Microbes and plaque instability
One new study investigated the contribution of the microbiota to the instability of coronary plaques. The study enrolled 30 patients with acute coronary syndrome and ten patients with stable angina. The researchers isolated gut bacteria from feces samples. Coronary plaque bacteria were extracted from angioplasty balloons.
Results
- Fecal bacteria had a pronounced presence of Bacteroidetes and Firmicutes.
- Coronary plaques primarily contained microbes with pro-inflammatory phenotypes belonging to Proteobacteria and Actinobacteria.
- Those with acute coronary syndrome had more Firmicutes, Fusobacteria and Actinobacteria
- Those with stable angina had more abundance of Bacteroidetes and Proteobacteria.
Microbes may play a role in heart attack onset was presented at European Society of Cardiology Congress 2019 together with the World Congress of Cardiology.
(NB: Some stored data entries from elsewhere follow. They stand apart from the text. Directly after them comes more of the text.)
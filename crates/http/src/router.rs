//! Router builder for the readlog HTTP server

use axum::{routing::get, Router};
use std::time::Duration;
use tower_http::{
    cors::{Any, CorsLayer},
    request_id::{PropagateRequestIdLayer, SetRequestIdLayer},
    timeout::TimeoutLayer,
    trace::{DefaultMakeSpan, DefaultOnRequest, DefaultOnResponse, TraceLayer},
};

use readlog_kernel::ModuleRegistry;

use crate::MakeRequestUuidV7;

/// Builder for constructing the main HTTP router
pub struct RouterBuilder {
    router: Router,
}

impl RouterBuilder {
    /// Create a new router builder
    pub fn new() -> Self {
        Self {
            router: Router::new(),
        }
    }

    /// Add a route to the router
    pub fn route(mut self, path: &str, route: axum::routing::MethodRouter) -> Self {
        self.router = self.router.route(path, route);
        self
    }

    /// Mount a module's router under `base_path`; `"/"` merges at the root
    pub fn mount_module(mut self, base_path: &str, module_router: Router) -> Self {
        let trimmed = base_path.trim_end_matches('/');
        self.router = if trimmed.is_empty() {
            self.router.merge(module_router)
        } else {
            self.router.nest(trimmed, module_router)
        };
        self
    }

    /// Add tracing middleware
    pub fn with_tracing(mut self) -> Self {
        self.router = self.router.layer(
            TraceLayer::new_for_http()
                .make_span_with(DefaultMakeSpan::new().include_headers(true))
                .on_request(DefaultOnRequest::new().level(tracing::Level::INFO))
                .on_response(DefaultOnResponse::new().level(tracing::Level::INFO)),
        );
        self
    }

    /// Add CORS middleware
    pub fn with_cors(mut self) -> Self {
        self.router = self.router.layer(
            CorsLayer::new()
                .allow_origin(Any)
                .allow_methods(Any)
                .allow_headers(Any),
        );
        self
    }

    /// Add request ID middleware; the id is echoed back on the response
    pub fn with_request_id(mut self) -> Self {
        self.router = self
            .router
            .layer(PropagateRequestIdLayer::x_request_id())
            .layer(SetRequestIdLayer::x_request_id(MakeRequestUuidV7));
        self
    }

    /// Add timeout middleware
    pub fn with_timeout(mut self, timeout_ms: u64) -> Self {
        self.router = self
            .router
            .layer(TimeoutLayer::new(Duration::from_millis(timeout_ms)));
        self
    }

    /// Add OpenAPI documentation by collecting specs from all modules
    pub fn with_openapi(mut self, registry: &ModuleRegistry) -> Self {
        let openapi_spec = merge_openapi(registry);

        let openapi_obj: utoipa::openapi::OpenApi =
            match serde_json::from_value(openapi_spec.clone()) {
                Ok(doc) => doc,
                Err(e) => {
                    tracing::warn!(error = %e, "merged OpenAPI document is invalid, serving a stub");
                    utoipa::openapi::OpenApiBuilder::new()
                        .info(
                            utoipa::openapi::InfoBuilder::new()
                                .title("readlog API")
                                .version("1.0.0")
                                .build(),
                        )
                        .build()
                }
            };

        self.router = self.router.merge(
            utoipa_swagger_ui::SwaggerUi::new("/swagger-ui")
                .url("/api-docs/openapi.json", openapi_obj),
        );

        // Raw JSON for external consumers
        self.router = self.router.route(
            "/docs/openapi.json",
            get(move || async move { axum::Json(openapi_spec.clone()) }),
        );

        self
    }

    /// Build the final router
    pub fn build(self) -> Router {
        self.router
    }
}

impl Default for RouterBuilder {
    fn default() -> Self {
        Self::new()
    }
}

/// Merge the base document with every module's fragment.
pub fn merge_openapi(registry: &ModuleRegistry) -> serde_json::Value {
    let mut openapi_spec = serde_json::json!({
        "openapi": "3.1.0",
        "info": {
            "title": "readlog API",
            "version": "1.0.0",
            "description": "Reading log: books being read, their progress and scores"
        },
        "paths": {},
        "components": {
            "schemas": {}
        }
    });

    openapi_spec["components"]["schemas"]["ErrorResponse"] = serde_json::json!({
        "type": "object",
        "properties": {
            "detail": { "type": "string" },
            "code": { "type": "string" },
            "trace_id": { "type": "string" },
            "timestamp": { "type": "string" }
        },
        "required": ["detail", "code", "trace_id", "timestamp"]
    });

    openapi_spec["paths"]["/healthz"] = serde_json::json!({
        "get": {
            "summary": "Health check",
            "responses": {
                "200": {
                    "description": "OK",
                    "content": {
                        "text/plain": {
                            "schema": { "type": "string" }
                        }
                    }
                }
            }
        }
    });

    for module in registry.modules() {
        let Some(module_spec) = module.openapi() else {
            continue;
        };

        let prefix = module.base_path();
        let prefix = prefix.trim_end_matches('/');

        if let Some(paths) = module_spec.get("paths").and_then(|p| p.as_object()) {
            for (path, path_item) in paths {
                openapi_spec["paths"][format!("{prefix}{path}")] = path_item.clone();
            }
        }

        if let Some(schemas) = module_spec
            .get("components")
            .and_then(|c| c.get("schemas"))
            .and_then(|s| s.as_object())
        {
            for (schema_name, schema_def) in schemas {
                openapi_spec["components"]["schemas"][schema_name] = schema_def.clone();
            }
        }
    }

    openapi_spec
}

#[cfg(test)]
mod tests {
    use super::*;
    use axum::body::Body;
    use axum::http::{Request, StatusCode};
    use readlog_kernel::Module;
    use std::sync::Arc;
    use tower::ServiceExt;

    struct ShelfModule;

    #[async_trait::async_trait]
    impl Module for ShelfModule {
        fn name(&self) -> &'static str {
            "shelf"
        }

        fn routes(&self) -> Router {
            Router::new().route("/", get(|| async { "shelf" }))
        }

        fn openapi(&self) -> Option<serde_json::Value> {
            Some(serde_json::json!({
                "paths": { "/": { "get": { "summary": "Shelf", "responses": {} } } },
                "components": { "schemas": { "Shelf": { "type": "object" } } }
            }))
        }
    }

    #[tokio::test]
    async fn test_router_builder_basic() {
        let router = RouterBuilder::new()
            .route("/test", get(|| async { "test" }))
            .build();

        let response = router
            .oneshot(Request::get("/test").body(Body::empty()).unwrap())
            .await
            .unwrap();
        assert_eq!(response.status(), StatusCode::OK);
    }

    #[tokio::test]
    async fn test_module_mounting() {
        let module_router = Router::new().route("/", get(|| async { "module" }));
        let router = RouterBuilder::new()
            .mount_module("/api/test", module_router)
            .build();

        let response = router
            .oneshot(Request::get("/api/test").body(Body::empty()).unwrap())
            .await
            .unwrap();
        assert_eq!(response.status(), StatusCode::OK);
    }

    #[tokio::test]
    async fn test_root_mounting_merges() {
        let module_router = Router::new().route("/books", get(|| async { "books" }));
        let router = RouterBuilder::new().mount_module("/", module_router).build();

        let response = router
            .oneshot(Request::get("/books").body(Body::empty()).unwrap())
            .await
            .unwrap();
        assert_eq!(response.status(), StatusCode::OK);
    }

    #[tokio::test]
    async fn test_middleware_chain_sets_request_id() {
        let router = RouterBuilder::new()
            .route("/health", get(|| async { "ok" }))
            .with_tracing()
            .with_cors()
            .with_request_id()
            .with_timeout(5000)
            .build();

        let response = router
            .oneshot(Request::get("/health").body(Body::empty()).unwrap())
            .await
            .unwrap();
        assert_eq!(response.status(), StatusCode::OK);
        assert!(response.headers().contains_key("x-request-id"));
    }

    #[test]
    fn test_openapi_merge_prefixes_module_paths() {
        let mut registry = ModuleRegistry::new();
        registry.register(Arc::new(ShelfModule));

        let spec = merge_openapi(&registry);
        assert!(spec["paths"]["/api/shelf/"].is_object());
        assert!(spec["paths"]["/healthz"].is_object());
        assert!(spec["components"]["schemas"]["Shelf"].is_object());
        assert!(spec["components"]["schemas"]["ErrorResponse"].is_object());
    }
}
The study found that unlike gut bacteria, the bacteria in coronary plaques were pro-inflammatory. In addition, patients with acute coronary syndrome (heart attack) had different bacteria in their guts compared to patients with stable angina.
First author Eugenia Pisano, of the Catholic University of the Sacred Heart, Rome, Italy concluded: “Microbiota in the gut and coronary plaque could have a pathogenetic function in the process of plaque destabilisation and might become a potential therapeutic target.”
Thus, infectious triggers might play a direct role in plaque destabilisation. Maintaining a healthy microbiota and avoiding dysbiosis may present a role for probiotic therapy in CVD in the future.